More importantly, Fotie said, these activities will provide a unique opportunity to create a research environment that combines three very different groups of students at different stages of their education, namely the high school students enrolled in Southeastern’s Math-Science Upward-Bound program, Southeastern undergraduate
students, and Southeastern integrated science and technology master’s students.
“Chemistry is an applied science, and ‘learning by doing’ is the best educational approach to make our students ‘real world ready,’” he said. “So, besides the development of a new catalytic system, there is an important educational aspect associated with this project.”
Fotie said the grant provides tuition and wages for an industrial science and technology master’s student, wages for undergraduate students, and summer stipends for high school students from the Southeastern Math-Science Upward-Bound program who will be involved in the project.
“This is very important because it enables these students to quit their off-campus jobs and focus exclusively on the task at hand,” he said. “This unique learning environment is designed to enable the younger generation to mirror their future through the lenses of their observations and interactions with the advanced generation.”
In fact, the groundwork for this project was laid by Southeastern alumni, who were all supported by a previous grant and have now all graduated and advanced to industry jobs or graduate school.

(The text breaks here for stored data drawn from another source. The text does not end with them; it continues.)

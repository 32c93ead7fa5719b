// Wire types for the backend JSON payloads.
//
// Field names follow the backend exactly. Enumerated fields (`status`,
// `type`, `priority`) stay as raw strings here; the core crate maps them
// into typed enums and tolerates unknown values there.

use chrono::{DateTime, Utc};
use serde::{Deserialize, Serialize};

/// Geographic placement of a dustbin.
#[derive(Debug, Clone, PartialEq, Serialize, Deserialize)]
pub struct Location {
    pub latitude: f64,
    pub longitude: f64,
    #[serde(default)]
    pub address: String,
}

/// One monitored container, as returned by `GET /api/dustbins`.
#[derive(Debug, Clone, PartialEq, Serialize, Deserialize)]
pub struct Dustbin {
    #[serde(deserialize_with = "id::deserialize")]
    pub id: String,
    pub name: String,
    pub location: Location,
    pub fill_level: f64,
    pub battery_level: f64,
    pub status: String,
    #[serde(with = "timestamp")]
    pub last_updated: DateTime<Utc>,
    #[serde(default)]
    pub is_full: bool,
    #[serde(default)]
    pub temperature: Option<f64>,
    #[serde(default)]
    pub humidity: Option<f64>,
}

/// An alert derived by the backend from device telemetry.
#[derive(Debug, Clone, PartialEq, Serialize, Deserialize)]
pub struct Notification {
    #[serde(deserialize_with = "id::deserialize")]
    pub id: String,
    #[serde(default, deserialize_with = "id::deserialize_opt")]
    pub dustbin_id: Option<String>,
    pub dustbin_name: String,
    pub message: String,
    #[serde(rename = "type")]
    pub kind: String,
    pub priority: String,
    #[serde(with = "timestamp")]
    pub timestamp: DateTime<Utc>,
    #[serde(default)]
    pub is_read: bool,
}

/// Aggregate fleet statistics from `GET /api/dashboard/stats`.
#[derive(Debug, Clone, PartialEq, Serialize, Deserialize)]
pub struct DashboardStats {
    pub total_bins: u32,
    pub full_bins: u32,
    pub offline_bins: u32,
    pub low_battery_bins: u32,
    pub unread_notifications: u32,
    pub avg_fill_level: f64,
    #[serde(with = "timestamp")]
    pub last_updated: DateTime<Utc>,
}

/// Health probe payload from `GET /api/`.
#[derive(Debug, Clone, PartialEq, Serialize, Deserialize)]
pub struct ApiStatus {
    pub message: String,
    #[serde(default)]
    pub status: String,
    #[serde(default)]
    pub bins_count: u32,
}

/// Response to `POST /api/initialize-demo-data`.
#[derive(Debug, Clone, PartialEq, Serialize, Deserialize)]
pub struct DemoDataAck {
    pub message: String,
    #[serde(default)]
    pub bins: u32,
}

/// Response to `POST /api/simulate/iot-data`.
#[derive(Debug, Clone, PartialEq, Serialize, Deserialize)]
pub struct SimulationAck {
    pub message: String,
    #[serde(default, with = "timestamp::option")]
    pub timestamp: Option<DateTime<Utc>>,
}

/// Generic `{ "message": ... }` acknowledgement.
#[derive(Debug, Clone, PartialEq, Serialize, Deserialize)]
pub struct MessageAck {
    pub message: String,
}

/// ISO-8601 timestamps, tolerating naive values (no offset) as UTC.
pub mod timestamp {
    use chrono::{DateTime, NaiveDateTime, Utc};
    use serde::{Deserialize, Deserializer, Serializer};

    pub fn parse(raw: &str) -> Option<DateTime<Utc>> {
        if let Ok(dt) = DateTime::parse_from_rfc3339(raw) {
            return Some(dt.with_timezone(&Utc));
        }
        NaiveDateTime::parse_from_str(raw, "%Y-%m-%dT%H:%M:%S%.f")
            .or_else(|_| NaiveDateTime::parse_from_str(raw, "%Y-%m-%d %H:%M:%S%.f"))
            .ok()
            .map(|naive| naive.and_utc())
    }

    pub fn serialize<S: Serializer>(value: &DateTime<Utc>, ser: S) -> Result<S::Ok, S::Error> {
        ser.serialize_str(&value.to_rfc3339())
    }

    pub fn deserialize<'de, D: Deserializer<'de>>(de: D) -> Result<DateTime<Utc>, D::Error> {
        let raw = String::deserialize(de)?;
        parse(&raw).ok_or_else(|| serde::de::Error::custom(format!("invalid timestamp: {raw}")))
    }

    pub mod option {
        use chrono::{DateTime, Utc};
        use serde::{Deserialize, Deserializer, Serializer};

        #[allow(clippy::ref_option)]
        pub fn serialize<S: Serializer>(
            value: &Option<DateTime<Utc>>,
            ser: S,
        ) -> Result<S::Ok, S::Error> {
            match value {
                Some(dt) => ser.serialize_str(&dt.to_rfc3339()),
                None => ser.serialize_none(),
            }
        }

        pub fn deserialize<'de, D: Deserializer<'de>>(
            de: D,
        ) -> Result<Option<DateTime<Utc>>, D::Error> {
            let raw = Option::<String>::deserialize(de)?;
            raw.map(|s| {
                super::parse(&s)
                    .ok_or_else(|| serde::de::Error::custom(format!("invalid timestamp: {s}")))
            })
            .transpose()
        }
    }
}

/// Identifiers arrive as UUID strings, but integer ids are accepted too.
mod id {
    use serde::{Deserialize, Deserializer};

    #[derive(Deserialize)]
    #[serde(untagged)]
    enum RawId {
        Text(String),
        Number(i64),
    }

    impl From<RawId> for String {
        fn from(raw: RawId) -> Self {
            match raw {
                RawId::Text(s) => s,
                RawId::Number(n) => n.to_string(),
            }
        }
    }

    pub fn deserialize<'de, D: Deserializer<'de>>(de: D) -> Result<String, D::Error> {
        RawId::deserialize(de).map(String::from)
    }

    pub fn deserialize_opt<'de, D: Deserializer<'de>>(de: D) -> Result<Option<String>, D::Error> {
        Option::<RawId>::deserialize(de).map(|raw| raw.map(String::from))
    }
}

“Their success is, in part, attributed to the fact that they did not have work off campus, and could focus on school, while conducting their research in between classes,” Fotie said. “This unique opportunity allows them to be exposed early on to important applications of the concepts they learn during lectures and enables them to make informed decisions about their futures.”
Fotie obtained his bachelor’s degree in chemistry and master’s degree in natural product chemistry from the University of Yaoundé I in Cameroon, where he also started his doctoral degree. He was a visiting doctoral student at the University of Potsdam in Germany before returning to Cameroon to defend his thesis. After, he was a postdoctoral fellow in bioinorganic chemistry at McGill University in Canada and a World Health Organization research scholar in medicinal chemistry at The Ohio State University School of Pharmacy.